Within this framework, the system must effectively manage trade-offs
between traditional Quality of Service (QoS) objectives and green
goals, maintaining service reliability and performance while
optimizing energy efficiency and reduced emissions. Furthermore, the
intent framework should incorporate negotiation and validation
mechanisms, recognizing that network providers may only be able to
partially fulfill green intents depending on their current
infrastructure capabilities and operational policies.
4. Practice Learnings
4.1. Difficulties and Challenges
Some key learnings and takeaways can be extracted from the practices
and implementation of IBN systems in different use cases. Commonly,
there involve the following technical challenges in building IBN
systems, incluing handling the dynamic and time variant nature of the
network, the efficient management of cross-domain resources, and the
reliability of automatic configuration, etc.
Let us take Service Function Chaining (called SFC) as an example to
show three challenges as follows.
1. Stability in Dynamic Network Environments: For instance, in the
space-terrestrial networks where the network topology is with
frequent changes, it is essential to design efficient service
function chain reconstruction and service recovery mechanisms.

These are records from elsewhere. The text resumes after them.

//! Reads catalog files (CSV, JSON, JSONL) into a [`Catalog`].
//!
//! Field names follow the source dataset: `Movie_Title`, `main_genre`,
//! `side_genre`, `Director`, `Actors`. Other columns are ignored. Rows with
//! any of the five fields missing or blank are dropped.

use crate::catalog::{Catalog, CatalogEntry};
use crate::error::{EngineError, Result};
use serde::Deserialize;
use std::fs::File;
use std::io::{BufRead, BufReader, Read};
use std::path::Path;

#[derive(Debug, Deserialize)]
struct RawRow {
    #[serde(rename = "Movie_Title", default)]
    title: Option<String>,
    #[serde(default)]
    main_genre: Option<String>,
    #[serde(default)]
    side_genre: Option<String>,
    #[serde(rename = "Director", default)]
    director: Option<String>,
    #[serde(rename = "Actors", default)]
    actors: Option<String>,
}

impl RawRow {
    fn into_entry(self) -> Option<CatalogEntry> {
        fn field(v: Option<String>) -> Option<String> {
            v.map(|s| s.trim().to_string()).filter(|s| !s.is_empty())
        }
        Some(CatalogEntry {
            title: field(self.title)?,
            main_genre: field(self.main_genre)?,
            side_genre: field(self.side_genre)?,
            director: field(self.director)?,
            actors: field(self.actors)?,
        })
    }
}

#[derive(Default)]
struct Rows {
    entries: Vec<CatalogEntry>,
    dropped: usize,
}

impl Rows {
    fn push(&mut self, raw: RawRow) {
        match raw.into_entry() {
            Some(e) => self.entries.push(e),
            None => self.dropped += 1,
        }
    }

    fn finish(self) -> Catalog {
        if self.dropped > 0 {
            tracing::warn!(dropped = self.dropped, "dropped incomplete catalog rows");
        }
        let catalog = Catalog::new(self.entries);
        tracing::info!(entries = catalog.len(), "catalog loaded");
        catalog
    }
}

/// Load a catalog file, choosing the parser from its extension.
pub fn load_catalog<P: AsRef<Path>>(path: P) -> Result<Catalog> {
    let path = path.as_ref();
    let ext = path
        .extension()
        .and_then(|s| s.to_str())
        .map(|s| s.to_ascii_lowercase());
    let file = File::open(path)?;
    match ext.as_deref() {
        Some("csv") => read_csv(file),
        Some("json") => read_json(file),
        Some("jsonl") => read_jsonl(BufReader::new(file)),
        _ => Err(EngineError::UnsupportedFormat(path.to_path_buf())),
    }
}

pub fn read_csv<R: Read>(reader: R) -> Result<Catalog> {
    let mut rdr = csv::ReaderBuilder::new().flexible(true).from_reader(reader);
    let mut rows = Rows::default();
    for record in rdr.deserialize::<RawRow>() {
        rows.push(record?);
    }
    Ok(rows.finish())
}

pub fn read_json<R: Read>(reader: R) -> Result<Catalog> {
    let json: serde_json::Value = serde_json::from_reader(BufReader::new(reader))?;
    let mut rows = Rows::default();
    match json {
        serde_json::Value::Array(arr) => {
            for v in arr {
                rows.push(serde_json::from_value(v)?);
            }
        }
        serde_json::Value::Object(_) => rows.push(serde_json::from_value(json)?),
        _ => {
            return Err(EngineError::MalformedCatalog(
                "top-level JSON must be an object or an array of objects".to_string(),
            ))
        }
    }
    Ok(rows.finish())
}

pub fn read_jsonl<R: BufRead>(reader: R) -> Result<Catalog> {
    let mut rows = Rows::default();
    for line in reader.lines() {
        let line = line?;
        if line.trim().is_empty() { continue; }
        rows.push(serde_json::from_str(&line)?);
    }
    Ok(rows.finish())
}

#[cfg(test)]
mod tests {
    use super::*;

    #[test]
    fn csv_drops_incomplete_rows_and_ignores_extra_columns() {
        let data = "\
Movie_Title,Year,main_genre,side_genre,Director,Actors
Heat,1995,Action,Crime,Michael Mann,\"Al Pacino, Robert De Niro\"
Nameless,2001,Drama,,Someone,Someone Else
Ronin,1998,Action,Thriller,John Frankenheimer,Robert De Niro
";
        let catalog = read_csv(data.as_bytes()).unwrap();
        assert_eq!(catalog.len(), 2);
        assert_eq!(catalog.get(0).unwrap().actors, "Al Pacino, Robert De Niro");
        assert_eq!(catalog.find("ronin"), Some(1));
        assert_eq!(catalog.find("nameless"), None);
    }

    #[test]
    fn jsonl_skips_blank_lines() {
        let data = r#"{"Movie_Title":"Heat","main_genre":"Action","side_genre":"Crime","Director":"Michael Mann","Actors":"Al Pacino"}

{"Movie_Title":"Ronin","main_genre":"Action","side_genre":"Thriller","Director":"John Frankenheimer"}
"#;
        let catalog = read_jsonl(data.as_bytes()).unwrap();
        assert_eq!(catalog.len(), 1);
        assert_eq!(catalog.get(0).unwrap().title, "Heat");
    }

    #[test]
    fn json_scalar_is_rejected() {
        let err = read_json("42".as_bytes()).unwrap_err();
        assert!(matches!(err, EngineError::MalformedCatalog(_)));
    }

    #[test]
    fn json_accepts_array_and_single_object() {
        let one = r#"{"Movie_Title":"Heat","main_genre":"Action","side_genre":"Crime","Director":"Michael Mann","Actors":"Al Pacino"}"#;
        assert_eq!(read_json(one.as_bytes()).unwrap().len(), 1);
        let many = format!("[{one},{one}]");
        // second copy is a duplicate title
        assert_eq!(read_json(many.as_bytes()).unwrap().len(), 1);
    }
}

But how to guarantee the effectiveness of the chaining rule in
these scenarios is still a challenge.
2. Collaborative Management of Cross-Domain SFC: To ensure the
network intents across multi-domain networks, intent-based
networks should be designed with a cross-domain orchestration and
management framework to ensure an E2E optimization of Quality of
Service (called QoS).
3. Deployment under Resource-Constrained Conditions: It is important
to consider how to effectively deploy and manage these service
function chains within limited resources. Methods such as intent
negotiation can be introduced to optimize resource allocation in
the SFC.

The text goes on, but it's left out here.